En Coquimbo no es lo mismo perforar bajo el sector de La Herradura que intentar un túnel en las cercanías de Tierras Blancas. La primera zona, más cercana a la costa, suele mostrar una matriz arenosa con intercalaciones de limos que se desmoronan con facilidad; la segunda tiende a presentar limos arcillosos de baja plasticidad que responden distinto ante la humedad. Esa variabilidad en pocos kilómetros obliga a un análisis geotécnico para túneles en suelo blando que vaya más allá de una simple clasificación visual. El equipo técnico evalúa la resistencia al corte no drenada, la deformabilidad del macizo y la presión de poros esperada durante la excavación. Para complementar la caracterización mecánica, en campañas previas se suele apoyar el estudio con un ensayo CPT que entrega un perfil continuo de la resistencia del subsuelo, clave para anticipar zonas de transición entre estratos blandos y competentes.
Un túnel en suelo blando no colapsa por falta de resistencia puntual, sino porque el agua encuentra un camino no previsto en el macizo.
Descripción del proceso
La neblina costera matinal, tan típica de Coquimbo, no es solo un dato climático: influye directamente en el contenido de humedad de los primeros metros del perfil sedimentario. Esto puede alterar la trabajabilidad del frente de excavación y la estabilidad temporal del sostenimiento. Nuestra metodología de análisis geotécnico para túneles en suelo blando integra sondeos con extracción de muestras inalteradas, ensayos triaxiales para determinar parámetros efectivos y mediciones de succión matricial cuando corresponde. Se evalúa la cohesión aparente que puede perderse al variar la saturación, un fenómeno frecuente en los suelos finos de las terrazas marinas de la región. El laboratorio, acreditado bajo ISO 17025, procesa las muestras siguiendo protocolos de la NCh 3253 para ensayos triaxiales consolidados no drenados, generando curvas tensión-deformación que alimentan modelos numéricos de elementos finitos. Lo que más vemos en esta zona es la necesidad de diferenciar entre el comportamiento drenado y no drenado, porque las velocidades de avance del túnel y la permeabilidad local definen cuál escenario gobierna la estabilidad del frente.
Aspectos locales
Los depósitos sedimentarios de la bahía de Coquimbo, asociados a antiguas terrazas marinas y rellenos aluviales, presentan una compresibilidad elevada que favorece asentamientos diferenciales durante la construcción de túneles. En varios sectores, la napa freática se encuentra a menos de cuatro metros de profundidad, lo que genera un riesgo permanente de inestabilidad en el frente de avance si no se implementa un control activo del agua subterránea. La zona está clasificada con una alta peligrosidad sísmica según la NCh 433, con aceleraciones efectivas que pueden superar los 0.40g en roca, magnificándose en depósitos blandos. Ante un sismo, la pérdida de resistencia cíclica en limos saturados puede provocar deformaciones excesivas en el revestimiento. Nuestra evaluación incorpora análisis de interacción suelo-estructura bajo carga pseudo-estática, verificando que las convergencias esperadas no comprometan la sección útil del túnel durante su vida operativa.
Preguntas comunes
¿Cuánto cuesta un análisis geotécnico para un túnel en suelo blando en Coquimbo?
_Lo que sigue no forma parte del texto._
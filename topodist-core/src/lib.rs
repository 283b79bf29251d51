//! Topodist core library.
//!
//! Stores raw latency matrices per object type, binds them to a hardware
//! topology tree, synthesizes `Group` objects from distance clusters and
//! attaches normalized latency matrices to the objects covering them.
#![cfg_attr(docsrs, feature(doc_cfg))]

mod builder;
mod config;
mod cpuset;
mod error;
pub mod grouping;
pub mod normalize;
pub mod parse;
mod pipeline;
pub mod resolve;
mod store;
mod topology;

#[cfg(test)]
mod test_utils;

pub use crate::{
    builder::DistancesBuilder,
    config::{DistancesConfig, IGNORE_DISTANCES_ENV, distances_env_key},
    cpuset::CpuSet,
    error::{
        Diagnostic, DistanceError, DistanceErrorCode, DistanceErrorKind, TopologyError,
        TopologyErrorCode,
    },
    grouping::GroupingLevel,
    normalize::NormalizedDistances,
    parse::{ParsedDistances, parse_distances},
    pipeline::{Distances, LoadReport},
    store::{DistanceMatrix, DistanceStore},
    topology::{Insertion, NewObject, ObjId, ObjType, Topology, TopologyObject, TypeDepth},
};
El presupuesto varía según la longitud del trazado, la cantidad de sondeos profundos y los ensayos de laboratorio requeridos. Para un estudio básico que cubra los primeros 200 metros lineales con caracterización mecánica completa, los valores en la región de Coquimbo suelen oscilar entre $2.033.000 y $7.221.000, dependiendo de la accesibilidad al sitio y la complejidad de la estratigrafía.
¿Qué diferencias hay entre un túnel en suelo blando y uno en roca en la zona de Coquimbo?
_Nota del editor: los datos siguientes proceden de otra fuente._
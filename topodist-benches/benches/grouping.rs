//! Distance-based grouping benchmarks.
//!
//! `min_distance_groups` isolates one clustering step over a hierarchical
//! matrix. `load_pass` measures a full load of a stored matrix, from index
//! resolution through every grouping level to normalization.
#![expect(
    missing_docs,
    reason = "Criterion macros generate items without doc comments"
)]
#![expect(
    clippy::shadow_reuse,
    reason = "Criterion bench_with_input closures rebind parameter names"
)]
use criterion::{BatchSize, BenchmarkId, Criterion, criterion_group, criterion_main};

use topodist_benches::{
    error::BenchSetupError,
    params::GroupingBenchParams,
    source::{HierarchicalConfig, HierarchicalMatrix},
};
use topodist_core::{Distances, ObjType, Topology, grouping::compute_min_distance_groups};

/// Seed used for every row shuffle in this benchmark.
const SEED: u64 = 42;

/// Block shapes to benchmark, outermost level first.
const SHAPES: &[&[usize]] = &[&[4, 4], &[4, 8], &[2, 4, 8], &[4, 4, 4, 4]];

fn generate(
    arities: &[usize],
) -> Result<(GroupingBenchParams, HierarchicalMatrix), BenchSetupError> {
    let matrix = HierarchicalMatrix::generate(&HierarchicalConfig {
        arities: arities.to_vec(),
        seed: SEED,
    })?;
    let params = GroupingBenchParams {
        arities: arities.to_vec(),
    };
    Ok((params, matrix))
}

fn min_distance_groups_impl(c: &mut Criterion) -> Result<(), BenchSetupError> {
    let mut group = c.benchmark_group("min_distance_groups");

    for &shape in SHAPES {
        let (params, matrix) = generate(shape)?;
        group.bench_with_input(
            BenchmarkId::from_parameter(&params),
            &matrix,
            |b, matrix| {
                b.iter(|| compute_min_distance_groups(matrix.nbobjs(), matrix.values()));
            },
        );
    }

    group.finish();
    Ok(())
}

fn load_pass_impl(c: &mut Criterion) -> Result<(), BenchSetupError> {
    let mut group = c.benchmark_group("load_pass");
    group.sample_size(30);

    for &shape in SHAPES {
        let (params, matrix) = generate(shape)?;
        let topology = Topology::synthetic(&matrix.synthetic())?;
        let mut distances = Distances::init();
        distances.set_matrix(ObjType::NumaNode, matrix.indexes(), matrix.values())?;

        group.bench_with_input(
            BenchmarkId::from_parameter(&params),
            &(topology, distances),
            |b, (topology, distances)| {
                b.iter_batched(
                    || (topology.clone(), distances.clone()),
                    |(mut topology, mut distances)| distances.load(&mut topology),
                    BatchSize::SmallInput,
                );
            },
        );
    }

    group.finish();
    Ok(())
}

fn min_distance_groups(c: &mut Criterion) {
    if let Err(err) = min_distance_groups_impl(c) {
        panic!("min_distance_groups benchmark setup failed: {err}");
    }
}

fn load_pass(c: &mut Criterion) {
    if let Err(err) = load_pass_impl(c) {
        panic!("load_pass benchmark setup failed: {err}");
    }
}

criterion_group!(benches, min_distance_groups, load_pass);
criterion_main!(benches);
La principal diferencia radica en el mecanismo de falla. En suelo blando, la estabilidad depende del control de las presiones de poros y de la capacidad de auto-soporte del arco sobre el túnel, que es muy limitada. En roca, importan más las discontinuidades y la resistencia de la matriz. En nuestra experiencia en Coquimbo, los suelos blandos obligan a usar sostenimientos más flexibles y a cerrar el anillo de revestimiento con mayor rapidez.
¿Qué normativa sísmica se aplica a los túneles en suelo blando en Chile?
Aunque la NCh 433 está pensada originalmente para edificios, sus espectros de diseño y la clasificación sísmica del suelo se utilizan como referencia para definir las cargas sobre el revestimiento. Complementamos este análisis con la NCh 2369 para estructuras industriales y los criterios del Eurocódigo 7, que aborda explícitamente la interacción suelo-estructura en Excavaciones.